As a defining part of the DSS a novel integrated hydrologic model system, WateRisk Model System (WRMS), is being developed. WRMS is a physically-based distributed-parameter coupled model system capable of simulating major processes of the inland hydrologic cycle (precipitation, interception, evapotranspiration, overland flow, stream flow, infiltration, groundwater flow, flow phenomena in urbanized areas).

The paper provides a brief review of the relevant literature and discusses major aspects of the model system in detail. Beside the description of hydrologic-hydrodynamic models for separate water cycle processes, the interaction of certain modules is also presented. Model coupling is based on proper handling of spatial and temporal concerns (linking one-dimensional polyline object and two-dimensional grid data, temporal discretization and model call sequence). In addition to textual explanation, foundations of the spatial-temporal aspects are illustrated with figures. Preliminary results for a 457km2 large study area (seriously affected by excess water) are also presented and briefly discussed in the paper.

A novel scenario-evaluation methodology (WateRisk DSS) and as part of it, an integrated hydrologic model system is proposed. The risk-based assessment of relevant water resources related scenarios is to be supported by the combination of stochastic input-generation and the fine-scale deterministic description of hydrologic processes.

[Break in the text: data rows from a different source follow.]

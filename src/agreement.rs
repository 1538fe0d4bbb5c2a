//! Key agreement abstraction
//!
//! This module provides the trait-based seam between the derivation layer
//! and whatever computes the ECDH shared secret. [`AgreementKey`] is
//! implemented by the in-process software backend
//! ([`LocalKey`](crate::LocalKey)) and can equally be implemented by an
//! HSM- or platform-keystore-backed key, allowing
//! [`KeyAgreementSession`](crate::KeyAgreementSession) to work with either.

use crate::curve::Curve;
use crate::error::{Error, Result};
use p256::elliptic_curve::sec1::ToEncodedPoint;
use std::fmt;
use zeroize::Zeroizing;

/// Raw ECDH agreement output
///
/// Holds the affine x-coordinate of the shared point, encoded as a
/// fixed-width big-endian byte string (the curve's field size). The buffer
/// is zeroed when the value is dropped, on every exit path. The secret is
/// never used directly as a key; it exists only to be consumed by a
/// derivation call.
pub struct SharedSecret {
    bytes: Zeroizing<Vec<u8>>,
}

impl SharedSecret {
    pub(crate) fn new(bytes: Vec<u8>) -> Self {
        Self {
            bytes: Zeroizing::new(bytes),
        }
    }

    /// The secret bytes, fixed-width per curve
    pub fn as_bytes(&self) -> &[u8] {
        &self.bytes
    }

    /// Length in bytes (the curve's field size)
    pub fn len(&self) -> usize {
        self.bytes.len()
    }

    /// True if the secret is empty (never the case for a valid agreement)
    pub fn is_empty(&self) -> bool {
        self.bytes.is_empty()
    }
}

impl fmt::Debug for SharedSecret {
    fn fmt(&self, f: &mut fmt::Formatter<'_>) -> fmt::Result {
        write!(f, "SharedSecret([{} bytes])", self.bytes.len())
    }
}

/// A peer public key on one of the supported curves
#[derive(Debug, Clone, PartialEq, Eq)]
pub enum PublicKey {
    /// P-256 public key
    P256(p256::PublicKey),
    /// P-384 public key
    P384(p384::PublicKey),
    /// P-521 public key
    P521(p521::PublicKey),
}

impl PublicKey {
    /// The curve this key belongs to
    pub fn curve(&self) -> Curve {
        match self {
            PublicKey::P256(_) => Curve::P256,
            PublicKey::P384(_) => Curve::P384,
            PublicKey::P521(_) => Curve::P521,
        }
    }

    /// Parses a SEC1-encoded point (compressed or uncompressed) on the
    /// given curve
    pub fn from_sec1_bytes(curve: Curve, bytes: &[u8]) -> Result<Self> {
        match curve {
            Curve::P256 => p256::PublicKey::from_sec1_bytes(bytes)
                .map(PublicKey::P256)
                .map_err(|e| Error::InvalidKey(format!("Invalid P-256 public key: {}", e))),
            Curve::P384 => p384::PublicKey::from_sec1_bytes(bytes)
                .map(PublicKey::P384)
                .map_err(|e| Error::InvalidKey(format!("Invalid P-384 public key: {}", e))),
            Curve::P521 => p521::PublicKey::from_sec1_bytes(bytes)
                .map(PublicKey::P521)
                .map_err(|e| Error::InvalidKey(format!("Invalid P-521 public key: {}", e))),
        }
    }

    /// Exports the key as an uncompressed SEC1 point
    pub fn to_sec1_bytes(&self) -> Vec<u8> {
        match self {
            PublicKey::P256(pk) => pk.to_encoded_point(false).as_bytes().to_vec(),
            PublicKey::P384(pk) => pk.to_encoded_point(false).as_bytes().to_vec(),
            PublicKey::P521(pk) => pk.to_encoded_point(false).as_bytes().to_vec(),
        }
    }
}

/// Defines the core capability of a key that can perform ECDH agreement
///
/// Implementations own a private scalar (in memory, or behind a hardware
/// key-store handle) and produce the shared secret for a peer public key on
/// the same curve.
pub trait AgreementKey: Send + Sync + fmt::Debug {
    /// The curve this key belongs to
    fn curve(&self) -> Curve;

    /// Exports the public half of this key
    fn public_key(&self) -> Result<PublicKey>;

    /// Computes the ECDH shared secret with a peer public key
    ///
    /// Fails with [`Error::CurveMismatch`] when the peer key is on a
    /// different curve.
    fn agree(&self, peer: &PublicKey) -> Result<SharedSecret>;
}

#[cfg(test)]
mod tests {
    use super::*;

    #[test]
    fn test_shared_secret_debug_is_redacted() {
        let secret = SharedSecret::new(vec![0xAB; 32]);
        let rendered = format!("{:?}", secret);
        assert_eq!(rendered, "SharedSecret([32 bytes])");
        assert!(!rendered.contains("171"));
    }
}
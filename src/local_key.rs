//! Software key agreement backend
//!
//! [`LocalKey`] holds the private scalar in process memory and performs the
//! scalar multiplication through the RustCrypto curve crates. Hardware or
//! platform-keystore backends implement the same
//! [`AgreementKey`](crate::AgreementKey) trait and are interchangeable from
//! the session's point of view.

use crate::agreement::{AgreementKey, PublicKey, SharedSecret};
use crate::curve::Curve;
use crate::error::{Error, Result};
use rand::rngs::OsRng;
use std::fmt;

/// An in-process ECDH private key on one of the supported curves
pub enum LocalKey {
    /// P-256 private key
    P256(p256::SecretKey),
    /// P-384 private key
    P384(p384::SecretKey),
    /// P-521 private key
    P521(p521::SecretKey),
}

impl LocalKey {
    /// Generates a fresh random key on the given curve
    pub fn generate(curve: Curve) -> Self {
        match curve {
            Curve::P256 => LocalKey::P256(p256::SecretKey::random(&mut OsRng)),
            Curve::P384 => LocalKey::P384(p384::SecretKey::random(&mut OsRng)),
            Curve::P521 => LocalKey::P521(p521::SecretKey::random(&mut OsRng)),
        }
    }

    /// Imports a private scalar from fixed-width big-endian bytes
    ///
    /// Rejects zero and out-of-range scalars with
    /// [`Error::InvalidKey`](crate::Error::InvalidKey).
    pub fn from_bytes(curve: Curve, bytes: &[u8]) -> Result<Self> {
        match curve {
            Curve::P256 => p256::SecretKey::from_slice(bytes)
                .map(LocalKey::P256)
                .map_err(|e| Error::InvalidKey(format!("Invalid P-256 private key: {}", e))),
            Curve::P384 => p384::SecretKey::from_slice(bytes)
                .map(LocalKey::P384)
                .map_err(|e| Error::InvalidKey(format!("Invalid P-384 private key: {}", e))),
            Curve::P521 => p521::SecretKey::from_slice(bytes)
                .map(LocalKey::P521)
                .map_err(|e| Error::InvalidKey(format!("Invalid P-521 private key: {}", e))),
        }
    }
}

impl AgreementKey for LocalKey {
    fn curve(&self) -> Curve {
        match self {
            LocalKey::P256(_) => Curve::P256,
            LocalKey::P384(_) => Curve::P384,
            LocalKey::P521(_) => Curve::P521,
        }
    }

    fn public_key(&self) -> Result<PublicKey> {
        Ok(match self {
            LocalKey::P256(sk) => PublicKey::P256(sk.public_key()),
            LocalKey::P384(sk) => PublicKey::P384(sk.public_key()),
            LocalKey::P521(sk) => PublicKey::P521(sk.public_key()),
        })
    }

    fn agree(&self, peer: &PublicKey) -> Result<SharedSecret> {
        match (self, peer) {
            (LocalKey::P256(sk), PublicKey::P256(pk)) => {
                let shared = p256::ecdh::diffie_hellman(sk.to_nonzero_scalar(), pk.as_affine());
                Ok(SharedSecret::new(shared.raw_secret_bytes().to_vec()))
            }
            (LocalKey::P384(sk), PublicKey::P384(pk)) => {
                let shared = p384::ecdh::diffie_hellman(sk.to_nonzero_scalar(), pk.as_affine());
                Ok(SharedSecret::new(shared.raw_secret_bytes().to_vec()))
            }
            (LocalKey::P521(sk), PublicKey::P521(pk)) => {
                let shared = p521::ecdh::diffie_hellman(sk.to_nonzero_scalar(), pk.as_affine());
                Ok(SharedSecret::new(shared.raw_secret_bytes().to_vec()))
            }
            _ => Err(Error::CurveMismatch {
                local: self.curve(),
                peer: peer.curve(),
            }),
        }
    }
}

impl fmt::Debug for LocalKey {
    fn fmt(&self, f: &mut fmt::Formatter<'_>) -> fmt::Result {
        // Never expose the scalar
        write!(f, "LocalKey({})", self.curve())
    }
}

The introduced WRMS offers several novelties. Among these, the most notable is the aggregation of favourable model features into a versatile and robust model system (e.g. linked simulation of water cycle including complete one-dimensional channel hydraulics, enhanced coupling of one-dimensional hydrodynamics and two-dimensional surface-subsurface models, fine resolution, large spatial-temporal extent and good computation time rate).

The first pilot area simulations proved that WRMS is able to implement the expected advantages in practice. Inadequate results also outlined the direction for model improvement.